The β-catenin/TCF-4 pathway regulates the expression of OPN in human osteoarthritic chondrocytes

• Main Authors: Jian Tian, Shu-Guang Gao, Yu-Sheng Li, Chao Cheng, Zhen-Han Deng, Wei Luo, Fang-Jie Zhang
• Format: Article
• Language: English
• Published: BMC 2020-08-01
• Series: Journal of Orthopaedic Surgery and Research
• Subjects: β-Catenin; Chondrocyte; Dickkopf 1; Osteopontin; TCF 4
• Online Access: http://link.springer.com/article/10.1186/s13018-020-01881-6

Abstract Background Cartilage destruction is the main characteristic of osteoarthritis (OA), and osteopontin (OPN) is elevated in OA articular cartilage; however, the reason for the increased OPN level is not determined.
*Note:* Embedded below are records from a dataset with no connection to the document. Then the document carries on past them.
//! # Performance Report
//!
//! The result of one calculation: a map from named metric to either a number,
//! a static condition (lighter-than-air only) or "not applicable". Which
//! metrics appear depends on the archetype; consumers must treat every metric
//! as optional.
//!
//! ## JSON shape
//!
//! ```json
//! {
//!   "vehicle_type": "Paraglider",
//!   "metrics": {
//!     "Empty Weight": 35.0,
//!     "Static Margin": null,
//!     "Stall Speed": 11.27
//!   }
//! }
//! ```

use std::collections::BTreeMap;
use std::fmt;

use serde::{Deserialize, Serialize};

use crate::config::VehicleType;

/// Every metric any archetype can report.
#[derive(Debug, Clone, Copy, PartialEq, Eq, Hash, PartialOrd, Ord, Serialize, Deserialize)]
pub enum Metric {
    #[serde(rename = "Empty Weight")]
    EmptyWeight,
    #[serde(rename = "Gross Weight")]
    GrossWeight,
    #[serde(rename = "Fuel Weight")]
    FuelWeight,
    #[serde(rename = "Power System Weight")]
    PowerSystemWeight,
    #[serde(rename = "Pilot Weight")]
    PilotWeight,
    #[serde(rename = "CG Location")]
    CgLocation,
    #[serde(rename = "Wing Loading")]
    WingLoading,
    #[serde(rename = "Disc Loading")]
    DiscLoading,
    #[serde(rename = "Power Loading")]
    PowerLoading,
    #[serde(rename = "Span Loading")]
    SpanLoading,
    #[serde(rename = "Stall Speed")]
    StallSpeed,
    #[serde(rename = "Stall Speed Flaps")]
    StallSpeedFlaps,
    #[serde(rename = "Min. Fwd Speed")]
    MinFwdSpeed,
    #[serde(rename = "Trim Speed")]
    TrimSpeed,
    #[serde(rename = "Speed @ Min Sink")]
    SpeedAtMinSink,
    #[serde(rename = "VH")]
    Vh,
    #[serde(rename = "ROC")]
    Roc,
    #[serde(rename = "L/D Max")]
    LdMax,
    #[serde(rename = "Min Sink Rate")]
    MinSinkRate,
    #[serde(rename = "Tip Speed")]
    TipSpeed,
    #[serde(rename = "Static Margin")]
    StaticMargin,
    #[serde(rename = "CG MAC Percent")]
    CgMacPercent,
    #[serde(rename = "Total Cd0")]
    TotalCd0,
    #[serde(rename = "Base Cd0")]
    BaseCd0,
    #[serde(rename = "Cockpit Drag")]
    CockpitDrag,
    #[serde(rename = "Tail Drag")]
    TailDrag,
    #[serde(rename = "Buoyant Lift")]
    BuoyantLift,
    #[serde(rename = "Net Lift")]
    NetLift,
    #[serde(rename = "Static Heaviness")]
    StaticHeaviness,
}

impl Metric {
    /// Report key, identical to the serialized name
    pub fn label(&self) -> &'static str {
        match self {
            Metric::EmptyWeight => "Empty Weight",
            Metric::GrossWeight => "Gross Weight",
            Metric::FuelWeight => "Fuel Weight",
            Metric::PowerSystemWeight => "Power System Weight",
            Metric::PilotWeight => "Pilot Weight",
            Metric::CgLocation => "CG Location",
            Metric::WingLoading => "Wing Loading",
            Metric::DiscLoading => "Disc Loading",
            Metric::PowerLoading => "Power Loading",
            Metric::SpanLoading => "Span Loading",
            Metric::StallSpeed => "Stall Speed",
            Metric::StallSpeedFlaps => "Stall Speed Flaps",
            Metric::MinFwdSpeed => "Min. Fwd Speed",
            Metric::TrimSpeed => "Trim Speed",
            Metric::SpeedAtMinSink => "Speed @ Min Sink",
            Metric::Vh => "VH",
            Metric::Roc => "ROC",
            Metric::LdMax => "L/D Max",
            Metric::MinSinkRate => "Min Sink Rate",
            Metric::TipSpeed => "Tip Speed",
            Metric::StaticMargin => "Static Margin",
            Metric::CgMacPercent => "CG MAC Percent",
            Metric::TotalCd0 => "Total Cd0",
            Metric::BaseCd0 => "Base Cd0",
            Metric::CockpitDrag => "Cockpit Drag",
            Metric::TailDrag => "Tail Drag",
            Metric::BuoyantLift => "Buoyant Lift",
            Metric::NetLift => "Net Lift",
            Metric::StaticHeaviness => "Static Heaviness",
        }
    }

    /// Display unit (empty for dimensionless values)
    pub fn unit(&self) -> &'static str {
        match self {
            Metric::EmptyWeight
            | Metric::GrossWeight
            | Metric::FuelWeight
            | Metric::PowerSystemWeight
            | Metric::PilotWeight
            | Metric::BuoyantLift
            | Metric::NetLift => "lbs",
            Metric::CgLocation => "ft",
            Metric::WingLoading | Metric::DiscLoading => "lbs/sqft",
            Metric::PowerLoading => "lbs/HP",
            Metric::SpanLoading => "lbs/ft",
            Metric::StallSpeed
            | Metric::StallSpeedFlaps
            | Metric::MinFwdSpeed
            | Metric::TrimSpeed
            | Metric::SpeedAtMinSink
            | Metric::Vh => "knots",
            Metric::Roc | Metric::MinSinkRate => "fpm",
            Metric::LdMax => ":1",
            Metric::TipSpeed => "ft/s",
            Metric::StaticMargin | Metric::CgMacPercent => "% MAC",
            Metric::TotalCd0
            | Metric::BaseCd0
            | Metric::CockpitDrag
            | Metric::TailDrag
            | Metric::StaticHeaviness => "",
        }
    }

    /// Decimal places used when formatting
    pub fn precision(&self) -> usize {
        match self {
            Metric::TotalCd0 | Metric::BaseCd0 | Metric::CockpitDrag | Metric::TailDrag => 4,
            _ => 1,
        }
    }
}

impl fmt::Display for Metric {
    fn fmt(&self, f: &mut fmt::Formatter<'_>) -> fmt::Result {
        write!(f, "{}", self.label())
    }
}

/// Whether a lighter-than-air vehicle floats on gas lift alone.
#[derive(Debug, Clone, Copy, PartialEq, Eq, Serialize, Deserialize)]
pub enum StaticCondition {
    /// Net lift below zero
    Heavy,
    Light,
}

impl StaticCondition {
    pub fn from_net_lift(net_lift_lb: f64) -> Self {
        if net_lift_lb < 0.0 {
            StaticCondition::Heavy
        } else {
            StaticCondition::Light
        }
    }
}

impl fmt::Display for StaticCondition {
    fn fmt(&self, f: &mut fmt::Formatter<'_>) -> fmt::Result {
        match self {
            StaticCondition::Heavy => write!(f, "Heavy"),
            StaticCondition::Light => write!(f, "Light"),
        }
    }
}

/// A metric's value. `NotApplicable` serializes as `null`.
#[derive(Debug, Clone, Copy, PartialEq, Serialize, Deserialize)]
#[serde(untagged)]
pub enum MetricValue {
    Number(f64),
    Condition(StaticCondition),
    NotApplicable,
}

impl MetricValue {
    pub fn as_number(&self) -> Option<f64> {
        match self {
            MetricValue::Number(v) => Some(*v),
            _ => None,
        }
    }
}

impl From<f64> for MetricValue {
    fn from(v: f64) -> Self {
        MetricValue::Number(v)
    }
}

impl From<StaticCondition> for MetricValue {
    fn from(c: StaticCondition) -> Self {
        MetricValue::Condition(c)
    }
}

impl fmt::Display for MetricValue {
    fn fmt(&self, f: &mut fmt::Formatter<'_>) -> fmt::Result {
        match self {
            MetricValue::Number(v) => write!(f, "{:.1}", v),
            MetricValue::Condition(c) => write!(f, "{}", c),
            MetricValue::NotApplicable => write!(f, "N/A"),
        }
    }
}

/// Metrics produced by one recalculation. Always replaced as a whole.
#[derive(Debug, Clone, PartialEq, Serialize, Deserialize)]
pub struct PerformanceReport {
    pub vehicle_type: VehicleType,
    pub metrics: BTreeMap<Metric, MetricValue>,
}

impl PerformanceReport {
    pub fn new(vehicle_type: VehicleType) -> Self {
        PerformanceReport {
            vehicle_type,
            metrics: BTreeMap::new(),
        }
    }

    pub fn set(&mut self, metric: Metric, value: impl Into<MetricValue>) {
        self.metrics.insert(metric, value.into());
    }

    pub fn set_not_applicable(&mut self, metric: Metric) {
        self.metrics.insert(metric, MetricValue::NotApplicable);
    }

    /// Raw value, `None` when the archetype does not report this metric
    pub fn get(&self, metric: Metric) -> Option<MetricValue> {
        self.metrics.get(&metric).copied()
    }

    /// Numeric value, `None` when absent or not numeric
    pub fn number(&self, metric: Metric) -> Option<f64> {
        self.get(metric).and_then(|v| v.as_number())
    }

    pub fn contains(&self, metric: Metric) -> bool {
        self.metrics.contains_key(&metric)
    }

    /// `value unit` text as shown in a results panel
    pub fn formatted(&self, metric: Metric) -> String {
        let text = match self.get(metric) {
            Some(MetricValue::Number(v)) => format!("{:.*}", metric.precision(), v),
            Some(value @ MetricValue::Condition(_)) => value.to_string(),
            Some(MetricValue::NotApplicable) | None => return "N/A".to_string(),
        };
        if metric.unit().is_empty() {
            text
        } else {
            format!("{} {}", text, metric.unit())
        }
    }
}

#[cfg(test)]
mod tests {
    use super::*;

    #[test]
    fn test_json_shape() {
        let mut report = PerformanceReport::new(VehicleType::LighterThanAir);
        report.set(Metric::Vh, 21.5);
        report.set(Metric::StaticHeaviness, StaticCondition::Heavy);
        report.set_not_applicable(Metric::Roc);

        let json = serde_json::to_value(&report).unwrap();
        assert_eq!(json["vehicle_type"], "Lighter Than Air");
        assert_eq!(json["metrics"]["VH"], 21.5);
        assert_eq!(json["metrics"]["Static Heaviness"], "Heavy");
        assert!(json["metrics"]["ROC"].is_null());

        let roundtrip: PerformanceReport = serde_json::from_value(json).unwrap();
        assert_eq!(roundtrip, report);
    }

    #[test]
    fn test_number_lookup() {
        let mut report = PerformanceReport::new(VehicleType::Paraglider);
        report.set(Metric::StallSpeed, 11.3);
        report.set_not_applicable(Metric::StaticMargin);
        assert_eq!(report.number(Metric::StallSpeed), Some(11.3));
        assert_eq!(report.number(Metric::StaticMargin), None);
        assert!(report.contains(Metric::StaticMargin));
        assert!(!report.contains(Metric::Roc));
    }

    #[test]
    fn test_formatting() {
        let mut report = PerformanceReport::new(VehicleType::FixedWing);
        report.set(Metric::GrossWeight, 425.0);
        report.set(Metric::TotalCd0, 0.0415);
        assert_eq!(report.formatted(Metric::GrossWeight), "425.0 lbs");
        assert_eq!(report.formatted(Metric::TotalCd0), "0.0415");
        assert_eq!(report.formatted(Metric::Vh), "N/A");
    }

    #[test]
    fn test_static_condition_threshold() {
        assert_eq!(StaticCondition::from_net_lift(-0.1), StaticCondition::Heavy);
        assert_eq!(StaticCondition::from_net_lift(0.0), StaticCondition::Light);
    }
}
In addition, Wnt/β-catenin signaling participates in the progression of OA. The aim of the present study was to evaluate whether canonical Wnt signaling could regulate the expression of OPN in human chondrocytes in vitro. Methods Human chondrocytes were cultured in vitro, and we first assayed the mRNA levels of OPN and β-catenin in chondrocytes. Next, we performed transient transfection of TCF 4 shRNA into chondrocytes to inhibit TCF 4 expression and explore changes in the OPN level. Then, the Wnt/β-catenin signaling inhibitor Dickkopf-1 (Dkk-1) was incubated with chondrocytes, and we assayed the changes in β-catenin and OPN. Results Our results showed that the expression of both β-catenin and OPN was increased in OA chondrocytes, but there were no correlations between β-catenin and OPN expression. TCF4 shRNA downregulated the expression of TCF 4 and OPN in chondrocytes, while after treatment with rDKK-1 at a concentration of 400 ng/ml for 24 h, the mRNA and protein expression of both β-catenin and OPN was significantly decreased in chondrocytes. Conclusions Elevated OPN expression might be regulated by the β-catenin/TCF-4 pathway, and the Wnt/β-catenin inhibitor DKK1 could inhibit the expression of β-catenin and OPN in OA chondrocytes.